— REQUIRED WORK —
What's required is a verbatim printout of all the data.

— MATERIAL PROVIDED —

use log::Level;
use web_sys::window;

/// Global application settings
#[derive(Debug, Clone)]
pub struct AppSettings {
    /// Backend API host (e.g., "localhost" or "api.example.com")
    pub api_host: String,

    /// Backend API port (e.g., 8000)
    pub api_port: u16,

    /// API path prefix (e.g., "/api")
    pub api_path: String,

    /// Use HTTPS for API requests
    pub api_use_https: bool,

    /// Default log level for the application
    pub log_level: Level,

    /// Enable debug mode
    pub debug_mode: bool,

    /// Toast notification duration in milliseconds
    pub toast_duration_ms: u32,
}

impl Default for AppSettings {
    fn default() -> Self {
        Self {
            api_host: "localhost".to_string(),
            api_port: 8000,
            api_path: "/api".to_string(),
            api_use_https: false,
            log_level: Level::Info,
            debug_mode: false,
            toast_duration_ms: 5000,
        }
    }
}

impl AppSettings {
    /// Create settings from the window location plus localStorage overrides
    pub fn from_environment() -> Self {
        let mut settings = Self::default();

        if let Some(window) = window() {
            if let Ok(hostname) = window.location().hostname() {
                settings.debug_mode = hostname == "localhost" || hostname == "127.0.0.1";

                if settings.debug_mode {
                    settings.log_level = Level::Debug;
                }

                if let Ok(Some(storage)) = window.local_storage() {
                    if let Ok(Some(api_host)) = storage.get_item("modelboard_api_host") {
                        settings.api_host = api_host;
                    }

                    if let Ok(Some(api_port)) = storage.get_item("modelboard_api_port") {
                        if let Ok(port_val) = api_port.parse::<u16>() {
                            settings.api_port = port_val;
                        }
                    }

                    if let Ok(Some(api_path)) = storage.get_item("modelboard_api_path") {
                        settings.api_path = api_path;
                    }

                    if let Ok(Some(use_https)) = storage.get_item("modelboard_api_use_https") {
                        settings.api_use_https = use_https.to_lowercase() == "true";
                    }

                    if let Ok(Some(log_level)) = storage.get_item("modelboard_log_level") {
                        settings.log_level = match log_level.to_lowercase().as_str() {
                            "error" => Level::Error,
                            "warn" => Level::Warn,
                            "info" => Level::Info,
                            "debug" => Level::Debug,
                            "trace" => Level::Trace,
                            _ => settings.log_level,
                        };
                    }

                    if let Ok(Some(duration)) = storage.get_item("modelboard_toast_duration_ms") {
                        if let Ok(duration_val) = duration.parse::<u32>() {
                            settings.toast_duration_ms = duration_val;
                        }
                    }
                }
            }
        }

        settings
    }

    /// Get the base API URL (protocol + host + port + path prefix)
    pub fn api_base_url(&self) -> String {
        let protocol = if self.api_use_https { "https" } else { "http" };
        format!(
            "{}://{}:{}{}",
            protocol, self.api_host, self.api_port, self.api_path
        )
    }
}

// Global settings instance using thread_local
use std::cell::RefCell;

thread_local! {
    static SETTINGS: RefCell<AppSettings> = RefCell::new(AppSettings::from_environment());
}

/// Get a copy of the current settings
pub fn get_settings() -> AppSettings {
    SETTINGS.with(|s| s.borrow().clone())
}

/// Initialize settings (call this at app startup)
pub fn init_settings() {
    SETTINGS.with(|s| {
        *s.borrow_mut() = AppSettings::from_environment();
    });
}

#[cfg(test)]
mod tests {
    use super::*;

    #[test]
    fn default_api_base_url() {
        let settings = AppSettings::default();
        assert_eq!(settings.api_base_url(), "http://localhost:8000/api");
    }

    #[test]
    fn https_api_base_url() {
        let settings = AppSettings {
            api_host: "models.example.com".to_string(),
            api_port: 443,
            api_use_https: true,
            ..AppSettings::default()
        };
        assert_eq!(settings.api_base_url(), "https://models.example.com:443/api");
    }
}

— ANSWER TO THIS EXERCISE —
use log::Level;
use web_sys::window;

/// Global application settings
#[derive(Debug, Clone)]
pub struct AppSettings {
    /// Backend API host (e.g., "localhost" or "api.example.com")
    pub api_host: String,

    /// Backend API port (e.g., 8000)
    pub api_port: u16,

    /// API path prefix (e.g., "/api")
    pub api_path: String,

    /// Use HTTPS for API requests
    pub api_use_https: bool,

    /// Default log level for the application
    pub log_level: Level,

    /// Enable debug mode
    pub debug_mode: bool,

    /// Toast notification duration in milliseconds
    pub toast_duration_ms: u32,
}

impl Default for AppSettings {
    fn default() -> Self {
        Self {
            api_host: "localhost".to_string(),
            api_port: 8000,
            api_path: "/api".to_string(),
            api_use_https: false,
            log_level: Level::Info,
            debug_mode: false,
            toast_duration_ms: 5000,
        }
    }
}

impl AppSettings {
    /// Create settings from the window location plus localStorage overrides
    pub fn from_environment() -> Self {
        let mut settings = Self::default();

        if let Some(window) = window() {
            if let Ok(hostname) = window.location().hostname() {
                settings.debug_mode = hostname == "localhost" || hostname == "127.0.0.1";

                if settings.debug_mode {
                    settings.log_level = Level::Debug;
                }

                if let Ok(Some(storage)) = window.local_storage() {
                    if let Ok(Some(api_host)) = storage.get_item("modelboard_api_host") {
                        settings.api_host = api_host;
                    }

                    if let Ok(Some(api_port)) = storage.get_item("modelboard_api_port") {
                        if let Ok(port_val) = api_port.parse::<u16>() {
                            settings.api_port = port_val;
                        }
                    }

                    if let Ok(Some(api_path)) = storage.get_item("modelboard_api_path") {
                        settings.api_path = api_path;
                    }

                    if let Ok(Some(use_https)) = storage.get_item("modelboard_api_use_https") {
                        settings.api_use_https = use_https.to_lowercase() == "true";
                    }

                    if let Ok(Some(log_level)) = storage.get_item("modelboard_log_level") {
                        settings.log_level = match log_level.to_lowercase().as_str() {
                            "error" => Level::Error,
                            "warn" => Level::Warn,
                            "info" => Level::Info,
                            "debug" => Level::Debug,
                            "trace" => Level::Trace,
                            _ => settings.log_level,
                        };
                    }

                    if let Ok(Some(duration)) = storage.get_item("modelboard_toast_duration_ms") {
                        if let Ok(duration_val) = duration.parse::<u32>() {
                            settings.toast_duration_ms = duration_val;
                        }
                    }
                }
            }
        }

        settings
    }

    /// Get the base API URL (protocol + host + port + path prefix)
    pub fn api_base_url(&self) -> String {
        let protocol = if self.api_use_https { "https" } else { "http" };
        format!(
            "{}://{}:{}{}",
            protocol, self.api_host, self.api_port, self.api_path
        )
    }
}

// Global settings instance using thread_local
use std::cell::RefCell;

thread_local! {
    static SETTINGS: RefCell<AppSettings> = RefCell::new(AppSettings::from_environment());
}

/// Get a copy of the current settings
pub fn get_settings() -> AppSettings {
    SETTINGS.with(|s| s.borrow().clone())
}

/// Initialize settings (call this at app startup)
pub fn init_settings() {
    SETTINGS.with(|s| {
        *s.borrow_mut() = AppSettings::from_environment();
    });
}

#[cfg(test)]
mod tests {
    use super::*;

    #[test]
    fn default_api_base_url() {
        let settings = AppSettings::default();
        assert_eq!(settings.api_base_url(), "http://localhost:8000/api");
    }

    #[test]
    fn https_api_base_url() {
        let settings = AppSettings {
            api_host: "models.example.com".to_string(),
            api_port: 443,
            api_use_https: true,
            ..AppSettings::default()
        };
        assert_eq!(settings.api_base_url(), "https://models.example.com:443/api");
    }
}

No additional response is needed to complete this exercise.